(Collected data)
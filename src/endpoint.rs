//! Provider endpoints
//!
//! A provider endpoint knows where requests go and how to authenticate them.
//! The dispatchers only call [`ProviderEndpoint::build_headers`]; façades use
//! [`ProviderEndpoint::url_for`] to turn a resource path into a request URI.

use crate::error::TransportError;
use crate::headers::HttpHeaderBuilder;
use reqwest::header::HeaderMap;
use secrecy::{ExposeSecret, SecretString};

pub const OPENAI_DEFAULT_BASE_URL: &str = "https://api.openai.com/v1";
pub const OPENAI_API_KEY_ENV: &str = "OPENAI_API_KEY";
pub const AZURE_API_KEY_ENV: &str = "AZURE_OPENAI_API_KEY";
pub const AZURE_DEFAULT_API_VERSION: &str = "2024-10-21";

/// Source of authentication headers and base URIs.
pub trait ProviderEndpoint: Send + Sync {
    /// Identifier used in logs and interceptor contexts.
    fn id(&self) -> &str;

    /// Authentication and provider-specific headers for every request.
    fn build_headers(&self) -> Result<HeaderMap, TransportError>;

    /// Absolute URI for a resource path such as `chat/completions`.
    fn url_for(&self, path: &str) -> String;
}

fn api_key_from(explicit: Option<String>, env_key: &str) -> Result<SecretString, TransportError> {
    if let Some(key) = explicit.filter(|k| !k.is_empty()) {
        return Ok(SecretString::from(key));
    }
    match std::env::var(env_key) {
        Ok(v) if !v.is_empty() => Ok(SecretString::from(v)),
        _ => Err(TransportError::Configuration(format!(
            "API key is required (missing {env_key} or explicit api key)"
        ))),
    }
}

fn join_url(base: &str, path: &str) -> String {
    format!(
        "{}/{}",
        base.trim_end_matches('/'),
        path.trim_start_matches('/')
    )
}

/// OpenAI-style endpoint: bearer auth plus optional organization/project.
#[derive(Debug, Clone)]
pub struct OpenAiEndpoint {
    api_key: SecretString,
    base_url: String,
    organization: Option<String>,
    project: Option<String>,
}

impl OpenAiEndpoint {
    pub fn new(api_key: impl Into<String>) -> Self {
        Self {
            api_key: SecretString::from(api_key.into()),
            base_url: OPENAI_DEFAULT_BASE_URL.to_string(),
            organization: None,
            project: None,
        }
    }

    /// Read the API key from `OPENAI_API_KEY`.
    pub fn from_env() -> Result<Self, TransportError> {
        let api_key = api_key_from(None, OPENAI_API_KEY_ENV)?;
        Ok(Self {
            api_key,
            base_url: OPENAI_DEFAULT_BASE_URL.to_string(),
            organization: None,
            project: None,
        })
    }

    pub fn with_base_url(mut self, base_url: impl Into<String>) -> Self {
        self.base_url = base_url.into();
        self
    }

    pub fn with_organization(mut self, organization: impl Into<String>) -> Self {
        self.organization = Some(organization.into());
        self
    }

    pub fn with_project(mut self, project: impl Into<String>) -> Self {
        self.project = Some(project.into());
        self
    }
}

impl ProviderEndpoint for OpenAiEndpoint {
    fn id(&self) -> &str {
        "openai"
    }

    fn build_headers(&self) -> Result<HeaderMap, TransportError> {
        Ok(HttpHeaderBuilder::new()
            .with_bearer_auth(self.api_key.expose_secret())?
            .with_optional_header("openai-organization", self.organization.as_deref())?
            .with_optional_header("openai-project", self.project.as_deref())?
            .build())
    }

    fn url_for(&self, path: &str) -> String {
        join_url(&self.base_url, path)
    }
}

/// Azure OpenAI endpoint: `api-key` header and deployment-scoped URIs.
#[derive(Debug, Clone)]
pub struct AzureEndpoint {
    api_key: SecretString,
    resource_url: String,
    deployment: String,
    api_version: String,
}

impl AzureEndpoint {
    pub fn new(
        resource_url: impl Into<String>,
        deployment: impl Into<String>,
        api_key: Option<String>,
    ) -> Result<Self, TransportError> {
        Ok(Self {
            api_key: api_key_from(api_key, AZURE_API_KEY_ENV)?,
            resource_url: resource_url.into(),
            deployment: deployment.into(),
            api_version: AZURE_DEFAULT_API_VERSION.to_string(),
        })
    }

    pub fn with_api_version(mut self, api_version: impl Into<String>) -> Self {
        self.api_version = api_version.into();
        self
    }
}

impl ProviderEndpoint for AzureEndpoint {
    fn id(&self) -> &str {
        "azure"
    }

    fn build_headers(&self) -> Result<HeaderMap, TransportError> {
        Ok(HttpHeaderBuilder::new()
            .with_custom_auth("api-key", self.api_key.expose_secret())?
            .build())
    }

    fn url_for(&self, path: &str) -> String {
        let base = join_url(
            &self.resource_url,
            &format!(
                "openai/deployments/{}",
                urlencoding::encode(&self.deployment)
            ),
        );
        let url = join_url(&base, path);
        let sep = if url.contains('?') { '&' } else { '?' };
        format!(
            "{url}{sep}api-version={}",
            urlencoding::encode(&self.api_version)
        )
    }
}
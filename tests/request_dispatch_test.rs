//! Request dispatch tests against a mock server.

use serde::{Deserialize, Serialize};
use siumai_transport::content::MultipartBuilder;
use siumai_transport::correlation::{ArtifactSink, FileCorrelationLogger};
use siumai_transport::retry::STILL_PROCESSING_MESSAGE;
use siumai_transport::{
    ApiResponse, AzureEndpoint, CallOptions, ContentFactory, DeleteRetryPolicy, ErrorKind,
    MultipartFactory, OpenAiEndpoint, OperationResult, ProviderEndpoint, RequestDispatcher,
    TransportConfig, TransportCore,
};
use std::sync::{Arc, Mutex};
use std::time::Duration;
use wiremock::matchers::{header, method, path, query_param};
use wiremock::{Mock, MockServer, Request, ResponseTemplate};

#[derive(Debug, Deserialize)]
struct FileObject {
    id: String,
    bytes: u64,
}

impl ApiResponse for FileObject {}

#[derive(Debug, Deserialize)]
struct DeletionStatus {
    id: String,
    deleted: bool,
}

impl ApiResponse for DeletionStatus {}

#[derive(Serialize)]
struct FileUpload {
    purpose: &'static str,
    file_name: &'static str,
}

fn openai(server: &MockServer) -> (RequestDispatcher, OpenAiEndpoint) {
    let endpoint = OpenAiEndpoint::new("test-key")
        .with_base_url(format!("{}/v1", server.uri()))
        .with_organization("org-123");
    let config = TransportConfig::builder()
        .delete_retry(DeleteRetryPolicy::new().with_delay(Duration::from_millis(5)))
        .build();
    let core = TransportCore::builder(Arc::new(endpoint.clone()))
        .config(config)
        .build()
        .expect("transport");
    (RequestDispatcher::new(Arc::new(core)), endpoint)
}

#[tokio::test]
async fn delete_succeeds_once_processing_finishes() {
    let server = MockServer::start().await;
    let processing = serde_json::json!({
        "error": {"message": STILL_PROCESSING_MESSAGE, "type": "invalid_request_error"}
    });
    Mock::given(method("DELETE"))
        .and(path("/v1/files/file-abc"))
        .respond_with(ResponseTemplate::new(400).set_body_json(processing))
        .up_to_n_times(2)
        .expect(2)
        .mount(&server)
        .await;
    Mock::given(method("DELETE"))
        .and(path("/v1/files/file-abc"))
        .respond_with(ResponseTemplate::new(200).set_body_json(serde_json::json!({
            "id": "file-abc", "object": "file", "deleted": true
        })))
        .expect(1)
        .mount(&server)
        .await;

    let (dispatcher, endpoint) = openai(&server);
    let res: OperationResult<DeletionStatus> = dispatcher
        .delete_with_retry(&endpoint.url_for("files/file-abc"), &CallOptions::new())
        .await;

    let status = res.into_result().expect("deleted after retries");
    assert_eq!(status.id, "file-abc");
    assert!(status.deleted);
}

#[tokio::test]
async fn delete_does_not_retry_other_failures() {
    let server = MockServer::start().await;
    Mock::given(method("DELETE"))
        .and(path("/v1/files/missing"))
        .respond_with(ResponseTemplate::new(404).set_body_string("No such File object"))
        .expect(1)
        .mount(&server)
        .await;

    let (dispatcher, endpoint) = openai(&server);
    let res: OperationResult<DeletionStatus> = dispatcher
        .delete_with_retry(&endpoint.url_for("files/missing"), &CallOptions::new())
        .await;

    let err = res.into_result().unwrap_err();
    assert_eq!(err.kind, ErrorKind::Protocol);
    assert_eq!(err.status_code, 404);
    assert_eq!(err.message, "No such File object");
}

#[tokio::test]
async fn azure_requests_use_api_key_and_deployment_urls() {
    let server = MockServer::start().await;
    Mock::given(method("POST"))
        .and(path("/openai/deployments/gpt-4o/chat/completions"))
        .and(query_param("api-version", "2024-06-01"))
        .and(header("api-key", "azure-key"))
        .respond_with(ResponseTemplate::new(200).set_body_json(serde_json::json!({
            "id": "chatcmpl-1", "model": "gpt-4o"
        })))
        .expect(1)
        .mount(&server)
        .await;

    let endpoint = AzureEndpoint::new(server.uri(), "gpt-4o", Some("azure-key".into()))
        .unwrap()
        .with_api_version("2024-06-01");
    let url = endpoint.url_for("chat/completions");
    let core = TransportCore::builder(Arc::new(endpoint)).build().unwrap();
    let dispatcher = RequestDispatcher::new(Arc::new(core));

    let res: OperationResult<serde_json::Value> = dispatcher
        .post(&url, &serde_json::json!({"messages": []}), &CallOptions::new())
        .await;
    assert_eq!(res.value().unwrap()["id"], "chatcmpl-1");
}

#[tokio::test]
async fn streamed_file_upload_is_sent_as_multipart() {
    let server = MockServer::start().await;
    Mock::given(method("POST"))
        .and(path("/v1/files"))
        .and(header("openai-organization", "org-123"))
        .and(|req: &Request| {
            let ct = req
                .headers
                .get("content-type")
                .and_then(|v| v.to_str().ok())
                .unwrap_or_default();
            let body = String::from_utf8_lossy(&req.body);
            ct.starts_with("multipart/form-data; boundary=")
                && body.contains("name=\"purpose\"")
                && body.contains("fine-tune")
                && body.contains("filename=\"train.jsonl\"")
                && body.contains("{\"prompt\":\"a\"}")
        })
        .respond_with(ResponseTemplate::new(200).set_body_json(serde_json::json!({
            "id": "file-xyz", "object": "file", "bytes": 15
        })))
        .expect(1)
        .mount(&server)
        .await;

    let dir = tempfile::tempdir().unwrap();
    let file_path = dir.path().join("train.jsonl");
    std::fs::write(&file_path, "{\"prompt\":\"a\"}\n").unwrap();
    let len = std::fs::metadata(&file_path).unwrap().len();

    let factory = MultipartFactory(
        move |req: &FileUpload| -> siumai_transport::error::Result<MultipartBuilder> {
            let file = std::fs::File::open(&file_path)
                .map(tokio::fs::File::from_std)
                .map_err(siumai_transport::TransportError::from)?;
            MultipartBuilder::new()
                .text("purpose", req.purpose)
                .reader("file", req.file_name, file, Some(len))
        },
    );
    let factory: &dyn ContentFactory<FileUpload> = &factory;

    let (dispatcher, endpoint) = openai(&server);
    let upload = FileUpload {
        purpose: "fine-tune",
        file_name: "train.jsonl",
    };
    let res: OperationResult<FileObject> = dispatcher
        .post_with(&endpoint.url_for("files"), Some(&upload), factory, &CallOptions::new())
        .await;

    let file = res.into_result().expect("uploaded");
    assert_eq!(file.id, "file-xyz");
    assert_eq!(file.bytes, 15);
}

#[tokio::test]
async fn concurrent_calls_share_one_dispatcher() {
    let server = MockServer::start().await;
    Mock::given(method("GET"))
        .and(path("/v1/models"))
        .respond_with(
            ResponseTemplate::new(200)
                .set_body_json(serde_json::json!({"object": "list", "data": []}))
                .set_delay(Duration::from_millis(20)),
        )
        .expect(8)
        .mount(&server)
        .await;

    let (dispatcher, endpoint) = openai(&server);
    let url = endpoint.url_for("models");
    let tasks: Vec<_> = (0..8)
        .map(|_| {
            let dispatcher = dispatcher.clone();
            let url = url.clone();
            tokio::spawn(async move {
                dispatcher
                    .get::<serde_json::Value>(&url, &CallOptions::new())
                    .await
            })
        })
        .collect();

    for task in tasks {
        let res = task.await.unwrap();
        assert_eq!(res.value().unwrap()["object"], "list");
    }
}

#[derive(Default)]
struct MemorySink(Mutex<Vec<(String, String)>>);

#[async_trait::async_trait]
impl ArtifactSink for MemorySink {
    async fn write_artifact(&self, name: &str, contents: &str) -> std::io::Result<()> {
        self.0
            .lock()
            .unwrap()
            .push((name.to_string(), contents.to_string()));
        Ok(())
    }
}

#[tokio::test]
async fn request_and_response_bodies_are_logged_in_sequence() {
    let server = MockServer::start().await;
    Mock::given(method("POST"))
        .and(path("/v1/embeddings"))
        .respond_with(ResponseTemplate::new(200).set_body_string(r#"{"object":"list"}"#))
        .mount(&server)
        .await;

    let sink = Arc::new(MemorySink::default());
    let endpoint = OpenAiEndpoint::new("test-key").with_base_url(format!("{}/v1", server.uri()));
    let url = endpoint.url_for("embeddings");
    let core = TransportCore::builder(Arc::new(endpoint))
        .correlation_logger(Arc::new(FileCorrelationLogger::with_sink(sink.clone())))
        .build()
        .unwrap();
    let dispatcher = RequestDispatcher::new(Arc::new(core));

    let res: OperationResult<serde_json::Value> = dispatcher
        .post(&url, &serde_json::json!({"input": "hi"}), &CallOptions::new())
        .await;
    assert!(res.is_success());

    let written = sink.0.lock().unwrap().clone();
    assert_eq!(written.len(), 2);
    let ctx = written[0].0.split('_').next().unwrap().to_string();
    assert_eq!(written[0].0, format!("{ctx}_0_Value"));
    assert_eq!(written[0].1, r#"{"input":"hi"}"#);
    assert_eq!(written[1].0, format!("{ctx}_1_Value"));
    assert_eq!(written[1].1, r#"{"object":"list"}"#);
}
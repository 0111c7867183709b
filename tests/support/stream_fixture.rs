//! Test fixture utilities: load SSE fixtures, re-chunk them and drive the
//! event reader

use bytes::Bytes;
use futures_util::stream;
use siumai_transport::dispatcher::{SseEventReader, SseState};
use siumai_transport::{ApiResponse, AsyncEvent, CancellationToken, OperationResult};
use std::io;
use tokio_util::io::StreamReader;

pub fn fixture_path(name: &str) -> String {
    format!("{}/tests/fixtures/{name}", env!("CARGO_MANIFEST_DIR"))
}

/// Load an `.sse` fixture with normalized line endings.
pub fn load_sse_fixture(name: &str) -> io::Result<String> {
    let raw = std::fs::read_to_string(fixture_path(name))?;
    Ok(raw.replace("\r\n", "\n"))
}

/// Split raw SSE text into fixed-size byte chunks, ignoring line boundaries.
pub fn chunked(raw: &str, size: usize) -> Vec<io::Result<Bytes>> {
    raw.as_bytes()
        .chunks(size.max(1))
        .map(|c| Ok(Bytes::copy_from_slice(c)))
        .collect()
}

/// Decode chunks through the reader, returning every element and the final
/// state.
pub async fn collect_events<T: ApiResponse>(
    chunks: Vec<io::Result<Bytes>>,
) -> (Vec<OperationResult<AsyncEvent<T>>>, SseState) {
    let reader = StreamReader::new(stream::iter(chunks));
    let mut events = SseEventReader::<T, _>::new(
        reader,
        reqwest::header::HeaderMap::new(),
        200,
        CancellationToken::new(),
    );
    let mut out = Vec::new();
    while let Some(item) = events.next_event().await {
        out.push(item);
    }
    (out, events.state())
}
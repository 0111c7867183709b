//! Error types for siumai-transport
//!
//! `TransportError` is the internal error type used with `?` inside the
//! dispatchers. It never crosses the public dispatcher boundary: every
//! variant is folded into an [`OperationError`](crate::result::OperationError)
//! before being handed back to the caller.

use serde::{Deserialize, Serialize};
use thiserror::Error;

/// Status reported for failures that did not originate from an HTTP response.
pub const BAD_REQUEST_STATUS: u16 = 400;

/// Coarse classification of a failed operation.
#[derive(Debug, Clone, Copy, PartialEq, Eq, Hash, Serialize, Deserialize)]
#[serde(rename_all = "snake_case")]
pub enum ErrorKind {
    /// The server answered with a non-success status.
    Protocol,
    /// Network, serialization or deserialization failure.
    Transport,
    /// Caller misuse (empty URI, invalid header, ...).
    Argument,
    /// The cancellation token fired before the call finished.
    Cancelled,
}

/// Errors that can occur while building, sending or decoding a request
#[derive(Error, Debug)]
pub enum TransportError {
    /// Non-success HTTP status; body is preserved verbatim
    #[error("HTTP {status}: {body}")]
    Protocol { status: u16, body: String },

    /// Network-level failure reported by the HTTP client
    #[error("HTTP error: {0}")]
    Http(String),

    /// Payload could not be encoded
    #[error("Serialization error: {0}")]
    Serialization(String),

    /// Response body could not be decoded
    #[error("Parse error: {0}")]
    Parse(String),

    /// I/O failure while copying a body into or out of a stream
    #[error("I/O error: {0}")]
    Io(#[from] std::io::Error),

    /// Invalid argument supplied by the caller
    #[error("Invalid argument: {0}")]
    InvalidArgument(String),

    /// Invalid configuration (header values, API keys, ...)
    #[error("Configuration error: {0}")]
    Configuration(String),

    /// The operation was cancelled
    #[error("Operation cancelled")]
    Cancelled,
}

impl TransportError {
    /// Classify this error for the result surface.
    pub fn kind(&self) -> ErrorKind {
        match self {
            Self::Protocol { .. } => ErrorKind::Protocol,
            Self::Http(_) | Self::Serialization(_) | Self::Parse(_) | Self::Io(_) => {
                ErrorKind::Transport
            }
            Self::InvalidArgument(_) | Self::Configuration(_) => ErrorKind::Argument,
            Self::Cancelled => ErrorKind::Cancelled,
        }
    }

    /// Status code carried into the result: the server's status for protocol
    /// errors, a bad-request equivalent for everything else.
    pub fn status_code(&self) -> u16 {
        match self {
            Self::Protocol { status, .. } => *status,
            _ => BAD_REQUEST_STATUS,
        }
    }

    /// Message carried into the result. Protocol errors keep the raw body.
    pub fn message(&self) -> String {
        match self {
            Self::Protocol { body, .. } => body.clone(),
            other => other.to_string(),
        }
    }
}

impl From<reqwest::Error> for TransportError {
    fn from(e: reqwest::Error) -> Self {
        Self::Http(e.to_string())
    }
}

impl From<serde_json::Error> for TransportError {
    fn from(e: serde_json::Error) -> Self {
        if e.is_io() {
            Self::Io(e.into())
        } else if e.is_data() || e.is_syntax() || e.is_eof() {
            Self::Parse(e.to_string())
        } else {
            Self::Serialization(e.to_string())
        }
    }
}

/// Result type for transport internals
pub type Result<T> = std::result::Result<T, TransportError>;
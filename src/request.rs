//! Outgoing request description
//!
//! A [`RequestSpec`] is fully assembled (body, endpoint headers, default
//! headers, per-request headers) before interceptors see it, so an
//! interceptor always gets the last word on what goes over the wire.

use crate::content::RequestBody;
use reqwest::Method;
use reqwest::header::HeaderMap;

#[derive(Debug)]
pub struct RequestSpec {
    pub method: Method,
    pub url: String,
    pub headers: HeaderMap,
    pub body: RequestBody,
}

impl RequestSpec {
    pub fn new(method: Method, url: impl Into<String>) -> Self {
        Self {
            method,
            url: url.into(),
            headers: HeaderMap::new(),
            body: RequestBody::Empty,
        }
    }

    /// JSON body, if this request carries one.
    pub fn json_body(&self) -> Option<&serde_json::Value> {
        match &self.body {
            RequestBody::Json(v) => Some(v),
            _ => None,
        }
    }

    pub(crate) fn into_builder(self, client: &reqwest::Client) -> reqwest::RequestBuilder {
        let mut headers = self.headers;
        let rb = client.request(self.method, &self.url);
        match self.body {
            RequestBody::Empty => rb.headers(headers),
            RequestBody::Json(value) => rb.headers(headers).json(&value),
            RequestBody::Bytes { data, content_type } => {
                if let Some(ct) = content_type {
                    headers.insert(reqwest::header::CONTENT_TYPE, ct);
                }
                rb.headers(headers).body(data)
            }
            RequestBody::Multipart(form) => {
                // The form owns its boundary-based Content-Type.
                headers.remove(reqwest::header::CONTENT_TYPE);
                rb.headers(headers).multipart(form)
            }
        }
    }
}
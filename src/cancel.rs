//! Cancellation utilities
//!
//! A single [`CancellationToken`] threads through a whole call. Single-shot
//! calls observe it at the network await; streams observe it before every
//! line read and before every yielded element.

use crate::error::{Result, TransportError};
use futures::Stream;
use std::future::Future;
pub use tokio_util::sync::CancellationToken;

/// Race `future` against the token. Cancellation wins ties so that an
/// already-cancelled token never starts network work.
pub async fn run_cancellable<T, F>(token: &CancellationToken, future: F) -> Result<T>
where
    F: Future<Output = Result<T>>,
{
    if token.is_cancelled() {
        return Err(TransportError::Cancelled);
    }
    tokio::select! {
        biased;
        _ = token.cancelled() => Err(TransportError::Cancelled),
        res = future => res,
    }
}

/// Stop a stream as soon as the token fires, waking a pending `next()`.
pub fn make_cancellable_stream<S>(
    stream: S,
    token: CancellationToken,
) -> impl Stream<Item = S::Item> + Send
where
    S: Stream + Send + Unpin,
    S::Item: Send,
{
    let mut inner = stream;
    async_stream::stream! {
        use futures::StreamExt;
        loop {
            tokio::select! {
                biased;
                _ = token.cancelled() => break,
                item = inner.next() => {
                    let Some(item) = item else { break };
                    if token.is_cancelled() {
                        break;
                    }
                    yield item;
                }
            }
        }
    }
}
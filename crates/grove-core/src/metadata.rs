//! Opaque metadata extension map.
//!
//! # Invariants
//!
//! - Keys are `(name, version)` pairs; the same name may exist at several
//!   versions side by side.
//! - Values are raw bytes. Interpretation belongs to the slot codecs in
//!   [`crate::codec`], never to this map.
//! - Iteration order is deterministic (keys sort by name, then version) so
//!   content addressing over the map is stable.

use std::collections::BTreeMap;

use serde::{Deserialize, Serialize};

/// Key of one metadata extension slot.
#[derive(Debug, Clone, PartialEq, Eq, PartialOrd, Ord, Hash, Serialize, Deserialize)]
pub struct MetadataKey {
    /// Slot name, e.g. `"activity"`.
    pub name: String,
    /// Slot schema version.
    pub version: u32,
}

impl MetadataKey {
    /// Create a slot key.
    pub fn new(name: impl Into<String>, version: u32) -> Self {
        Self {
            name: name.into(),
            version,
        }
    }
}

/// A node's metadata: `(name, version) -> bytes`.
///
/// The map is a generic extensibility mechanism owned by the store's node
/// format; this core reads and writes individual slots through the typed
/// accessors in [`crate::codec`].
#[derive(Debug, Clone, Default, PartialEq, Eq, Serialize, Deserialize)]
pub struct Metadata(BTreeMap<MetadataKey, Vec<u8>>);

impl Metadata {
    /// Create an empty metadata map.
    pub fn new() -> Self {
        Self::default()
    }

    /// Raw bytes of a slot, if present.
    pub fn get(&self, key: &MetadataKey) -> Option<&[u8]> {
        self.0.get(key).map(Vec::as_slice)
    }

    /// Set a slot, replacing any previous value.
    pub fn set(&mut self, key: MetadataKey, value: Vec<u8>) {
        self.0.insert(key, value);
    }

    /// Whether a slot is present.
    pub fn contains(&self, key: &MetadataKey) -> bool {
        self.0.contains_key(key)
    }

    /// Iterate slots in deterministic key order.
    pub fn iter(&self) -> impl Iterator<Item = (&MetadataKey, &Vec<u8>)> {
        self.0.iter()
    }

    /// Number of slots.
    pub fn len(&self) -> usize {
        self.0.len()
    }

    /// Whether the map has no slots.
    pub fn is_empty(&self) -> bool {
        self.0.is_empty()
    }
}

ASSIGNED TASK —
Of the lines above, show those in which "Whether" appears.

OUTPUT FOR THIS EXERCISE —
    /// Whether a slot is present.
    /// Whether the map has no slots.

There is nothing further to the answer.